■ **INPUT FOR THIS TASK**
//! Individual editor connection
//!
//! Holds identity, lifecycle state, and the sending half of the bounded
//! outbound queue drained by the connection's writer task.

use crate::types::{DocumentId, SessionId};
use collab_common::{Identity, ServerMessage};
use parking_lot::Mutex;
use std::sync::atomic::{AtomicU64, Ordering};
use std::sync::Arc;
use std::time::{Duration, Instant};
use tokio::sync::mpsc::{self, error::TrySendError};

/// Connection lifecycle
///
/// `Connecting -> Authenticated -> Active -> Closed`; `Closed` is terminal.
#[derive(Debug, Clone, Copy, PartialEq, Eq)]
pub enum ConnectionState {
    /// Transport accepted, identity not yet verified
    Connecting,
    /// Identity verified, not yet registered in a room
    Authenticated,
    /// Registered in its document room
    Active,
    /// Deregistered; never reused
    Closed,
}

impl ConnectionState {
    /// Whether `next` is a legal successor of `self`
    #[must_use]
    pub const fn can_transition_to(self, next: Self) -> bool {
        matches!(
            (self, next),
            (Self::Connecting, Self::Authenticated)
                | (Self::Authenticated, Self::Active)
                | (Self::Connecting | Self::Authenticated | Self::Active, Self::Closed)
        )
    }
}

/// Result of handing a message to a connection's outbound queue
#[derive(Debug, Clone, Copy, PartialEq, Eq)]
pub enum Delivery {
    /// Queued for the writer task
    Queued,
    /// Queue full; the message was discarded
    Dropped,
    /// Writer task is gone
    Closed,
}

/// A single editor session scoped to one document
pub struct Connection {
    session_id: SessionId,
    document_id: DocumentId,
    identity: Identity,
    state: Mutex<ConnectionState>,
    sender: mpsc::Sender<ServerMessage>,
    last_activity: Mutex<Instant>,
    dropped: AtomicU64,
    created_at: Instant,
}

impl Connection {
    /// Create a new connection in the `Connecting` state
    pub fn new(
        session_id: SessionId,
        document_id: DocumentId,
        identity: Identity,
        sender: mpsc::Sender<ServerMessage>,
    ) -> Arc<Self> {
        let now = Instant::now();
        Arc::new(Self {
            session_id,
            document_id,
            identity,
            state: Mutex::new(ConnectionState::Connecting),
            sender,
            last_activity: Mutex::new(now),
            dropped: AtomicU64::new(0),
            created_at: now,
        })
    }

    pub fn session_id(&self) -> SessionId {
        self.session_id
    }

    pub fn document_id(&self) -> &DocumentId {
        &self.document_id
    }

    pub fn identity(&self) -> &Identity {
        &self.identity
    }

    pub fn display_name(&self) -> &str {
        &self.identity.display_name
    }

    pub fn state(&self) -> ConnectionState {
        *self.state.lock()
    }

    pub fn is_active(&self) -> bool {
        self.state() == ConnectionState::Active
    }

    /// Move to `next` if the lifecycle allows it; returns whether it moved
    pub fn transition(&self, next: ConnectionState) -> bool {
        let mut state = self.state.lock();
        if state.can_transition_to(next) {
            tracing::trace!(
                session_id = %self.session_id,
                from = ?*state,
                to = ?next,
                "Connection state change"
            );
            *state = next;
            true
        } else {
            false
        }
    }

    /// Mark the connection closed; true only for the call that closed it
    pub fn close(&self) -> bool {
        self.transition(ConnectionState::Closed)
    }

    /// Record inbound activity
    pub fn touch(&self) {
        *self.last_activity.lock() = Instant::now();
    }

    /// Time since the last inbound activity
    pub fn idle_for(&self) -> Duration {
        self.last_activity.lock().elapsed()
    }

    pub fn age(&self) -> Duration {
        self.created_at.elapsed()
    }

    /// Queue a message without waiting
    ///
    /// A full queue means the peer is not keeping up; the message is
    /// discarded so the caller never stalls on one slow consumer.
    pub fn deliver(&self, message: ServerMessage) -> Delivery {
        match self.sender.try_send(message) {
            Ok(()) => Delivery::Queued,
            Err(TrySendError::Full(message)) => {
                let dropped = self.dropped.fetch_add(1, Ordering::Relaxed) + 1;
                tracing::debug!(
                    session_id = %self.session_id,
                    kind = message.kind(),
                    dropped,
                    "Outbound queue full, message dropped"
                );
                Delivery::Dropped
            }
            Err(TrySendError::Closed(_)) => Delivery::Closed,
        }
    }

    /// Messages discarded because the outbound queue was full
    pub fn dropped_count(&self) -> u64 {
        self.dropped.load(Ordering::Relaxed)
    }

    /// Check if the writer side has gone away
    pub fn is_closed(&self) -> bool {
        self.sender.is_closed()
    }
}

impl std::fmt::Debug for Connection {
    fn fmt(&self, f: &mut std::fmt::Formatter<'_>) -> std::fmt::Result {
        f.debug_struct("Connection")
            .field("session_id", &self.session_id)
            .field("document_id", &self.document_id)
            .field("user_id", &self.identity.user_id)
            .field("state", &self.state())
            .finish()
    }
}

■ **PROBLEM TO WORK ON**
Retype the records above in full, with no differences.

■ **TASK ANSWER**
//! Individual editor connection
//!
//! Holds identity, lifecycle state, and the sending half of the bounded
//! outbound queue drained by the connection's writer task.

use crate::types::{DocumentId, SessionId};
use collab_common::{Identity, ServerMessage};
use parking_lot::Mutex;
use std::sync::atomic::{AtomicU64, Ordering};
use std::sync::Arc;
use std::time::{Duration, Instant};
use tokio::sync::mpsc::{self, error::TrySendError};

/// Connection lifecycle
///
/// `Connecting -> Authenticated -> Active -> Closed`; `Closed` is terminal.
#[derive(Debug, Clone, Copy, PartialEq, Eq)]
pub enum ConnectionState {
    /// Transport accepted, identity not yet verified
    Connecting,
    /// Identity verified, not yet registered in a room
    Authenticated,
    /// Registered in its document room
    Active,
    /// Deregistered; never reused
    Closed,
}

impl ConnectionState {
    /// Whether `next` is a legal successor of `self`
    #[must_use]
    pub const fn can_transition_to(self, next: Self) -> bool {
        matches!(
            (self, next),
            (Self::Connecting, Self::Authenticated)
                | (Self::Authenticated, Self::Active)
                | (Self::Connecting | Self::Authenticated | Self::Active, Self::Closed)
        )
    }
}

/// Result of handing a message to a connection's outbound queue
#[derive(Debug, Clone, Copy, PartialEq, Eq)]
pub enum Delivery {
    /// Queued for the writer task
    Queued,
    /// Queue full; the message was discarded
    Dropped,
    /// Writer task is gone
    Closed,
}

/// A single editor session scoped to one document
pub struct Connection {
    session_id: SessionId,
    document_id: DocumentId,
    identity: Identity,
    state: Mutex<ConnectionState>,
    sender: mpsc::Sender<ServerMessage>,
    last_activity: Mutex<Instant>,
    dropped: AtomicU64,
    created_at: Instant,
}

impl Connection {
    /// Create a new connection in the `Connecting` state
    pub fn new(
        session_id: SessionId,
        document_id: DocumentId,
        identity: Identity,
        sender: mpsc::Sender<ServerMessage>,
    ) -> Arc<Self> {
        let now = Instant::now();
        Arc::new(Self {
            session_id,
            document_id,
            identity,
            state: Mutex::new(ConnectionState::Connecting),
            sender,
            last_activity: Mutex::new(now),
            dropped: AtomicU64::new(0),
            created_at: now,
        })
    }

    pub fn session_id(&self) -> SessionId {
        self.session_id
    }

    pub fn document_id(&self) -> &DocumentId {
        &self.document_id
    }

    pub fn identity(&self) -> &Identity {
        &self.identity
    }

    pub fn display_name(&self) -> &str {
        &self.identity.display_name
    }

    pub fn state(&self) -> ConnectionState {
        *self.state.lock()
    }

    pub fn is_active(&self) -> bool {
        self.state() == ConnectionState::Active
    }

    /// Move to `next` if the lifecycle allows it; returns whether it moved
    pub fn transition(&self, next: ConnectionState) -> bool {
        let mut state = self.state.lock();
        if state.can_transition_to(next) {
            tracing::trace!(
                session_id = %self.session_id,
                from = ?*state,
                to = ?next,
                "Connection state change"
            );
            *state = next;
            true
        } else {
            false
        }
    }

    /// Mark the connection closed; true only for the call that closed it
    pub fn close(&self) -> bool {
        self.transition(ConnectionState::Closed)
    }

    /// Record inbound activity
    pub fn touch(&self) {
        *self.last_activity.lock() = Instant::now();
    }

    /// Time since the last inbound activity
    pub fn idle_for(&self) -> Duration {
        self.last_activity.lock().elapsed()
    }

    pub fn age(&self) -> Duration {
        self.created_at.elapsed()
    }

    /// Queue a message without waiting
    ///
    /// A full queue means the peer is not keeping up; the message is
    /// discarded so the caller never stalls on one slow consumer.
    pub fn deliver(&self, message: ServerMessage) -> Delivery {
        match self.sender.try_send(message) {
            Ok(()) => Delivery::Queued,
            Err(TrySendError::Full(message)) => {
                let dropped = self.dropped.fetch_add(1, Ordering::Relaxed) + 1;
                tracing::debug!(
                    session_id = %self.session_id,
                    kind = message.kind(),
                    dropped,
                    "Outbound queue full, message dropped"
                );
                Delivery::Dropped
            }
            Err(TrySendError::Closed(_)) => Delivery::Closed,
        }
    }

    /// Messages discarded because the outbound queue was full
    pub fn dropped_count(&self) -> u64 {
        self.dropped.load(Ordering::Relaxed)
    }

    /// Check if the writer side has gone away
    pub fn is_closed(&self) -> bool {
        self.sender.is_closed()
    }
}

impl std::fmt::Debug for Connection {
    fn fmt(&self, f: &mut std::fmt::Formatter<'_>) -> std::fmt::Result {
        f.debug_struct("Connection")
            .field("session_id", &self.session_id)
            .field("document_id", &self.document_id)
            .field("user_id", &self.identity.user_id)
            .field("state", &self.state())
            .finish()
    }
}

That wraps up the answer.